Focused on what Marsh calls "esoteric project finance," the bank in March led a $200 million debt financing deal for 50 MW of behind-the-meter storage at more than 100 commercial and industrial sites in the West Los Angeles Basin. Advanced Microgrid Solutions, which sold the portfolio of projects to Macquarie Group Ltd.'s corporate advisory and investment arm in August 2016, is installing the systems under a contract with SoCalEd to boost reliability in the region, which has been affected by the closure of its San Onofre Nuclear Generating Station. Touted as "the world's first fleet of hybrid-electric buildings," the projects rely on lithium ion batteries from Tesla Inc. and software from Advanced Microgrid Solutions.
While the pace is uncertain, finance is lining up to fuel the global growth of storage in coming years.
A dozen value streams
The bank is "looking forward to funding more opportunities in the storage space that put capital to work," Marsh said. "Where we really are seeing the most opportunity for pure-play storage financing is behind the meter because that really is a very unique value," he said, pointing to the ability of such projects to reduce utility demand charges for property owners while also providing grid services.
"Whether it's a capacity product or load-following or frequency regulation, there's a dozen different value streams you could create from software and battery combinations from behind the meter," Susan Kennedy, CEO of Advanced Microgrid Solutions, said at the conference. "The markets for those [products] provide the contracted revenue streams that back up your financing." Those markets, however, "are still very volatile and very immature," she added.
One of the hurdles to combining storage with solar is an IRS restriction on qualifying storage for the federal investment tax credit. Current rules require at least 75% of the battery charge to come from solar power in order to qualify. “Right now the [investment tax credit] is starting to outlive its usefulness and it needs to be changed in order to attract energy storage to be paired with solar,” Kennedy said.
Under the current rule, storage systems that are entirely charged by solar "have the highest benefit to the developer," according to a recent study by the National Renewable Energy Laboratory, although they "may not provide the highest value to the system as a whole."

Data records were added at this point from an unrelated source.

//! Scalar element types and the image formats used to hold them.

use serde::{Deserialize, Serialize};

/// Logical dtype identifier shared by views and generic tensor handles.
#[derive(Debug, Clone, Copy, PartialEq, Eq, Hash, Serialize, Deserialize)]
pub enum DType {
    /// 32-bit floating point following IEEE-754 semantics.
    F32,
    /// 16-bit floating point (fp16).
    F16,
    /// 32-bit signed integer.
    I32,
    /// Unsigned byte.
    U8,
    /// Affine-quantized unsigned 8-bit values.
    QUInt8,
    /// Affine-quantized signed 8-bit values.
    QInt8,
    /// Affine-quantized signed 32-bit values.
    QInt32,
}

impl DType {
    /// Returns the number of bytes required per scalar element.
    pub fn size_in_bytes(self) -> usize {
        match self {
            DType::F32 | DType::I32 | DType::QInt32 => 4,
            DType::F16 => 2,
            DType::U8 | DType::QUInt8 | DType::QInt8 => 1,
        }
    }

    /// Returns `true` for the affine-quantized dtypes.
    pub fn is_quantized(self) -> bool {
        matches!(self, DType::QUInt8 | DType::QInt8 | DType::QInt32)
    }

    /// Image format used when this dtype is stored in a texture.
    pub fn texture_format(self) -> TextureFormat {
        match self {
            DType::F32 => TextureFormat::Rgba32F,
            DType::F16 => TextureFormat::Rgba16F,
            DType::I32 | DType::QInt32 => TextureFormat::Rgba32I,
            DType::U8 | DType::QUInt8 => TextureFormat::Rgba8Ui,
            DType::QInt8 => TextureFormat::Rgba8I,
        }
    }
}

/// Four-channel image formats available to texture-backed storage.
#[derive(Debug, Clone, Copy, PartialEq, Eq, Hash, Serialize, Deserialize)]
pub enum TextureFormat {
    Rgba32F,
    Rgba16F,
    Rgba32I,
    Rgba8Ui,
    Rgba8I,
}

impl TextureFormat {
    /// Dtype that a shader observes when sampling this format.
    ///
    /// Quantized dtypes collapse onto their storage integer type, so this is
    /// not always the inverse of [`DType::texture_format`].
    pub fn dtype(self) -> DType {
        match self {
            TextureFormat::Rgba32F => DType::F32,
            TextureFormat::Rgba16F => DType::F16,
            TextureFormat::Rgba32I => DType::I32,
            TextureFormat::Rgba8Ui => DType::U8,
            TextureFormat::Rgba8I => DType::QInt8,
        }
    }

    /// Bytes occupied by one texel (all four channels).
    pub fn texel_bytes(self) -> usize {
        match self {
            TextureFormat::Rgba32F | TextureFormat::Rgba32I => 16,
            TextureFormat::Rgba16F => 8,
            TextureFormat::Rgba8Ui | TextureFormat::Rgba8I => 4,
        }
    }
}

Ultimately, the study found, "a [solar] plus storage power plant represents a new class of generation resource that needs to be better evaluated in terms of system planning and operation to maximize its benefits as continued reductions in price drive increased deployment."
Given that uncertainty and the relatively small size of energy storage projects to date, Bank of America Corp. has not yet funded an energy storage project, said Jack Cargas, the bank's managing director of renewable energy finance. The bank, however, is "looking hard at it," he said, noting that an internal study is currently underway. "We do expect to be doing it."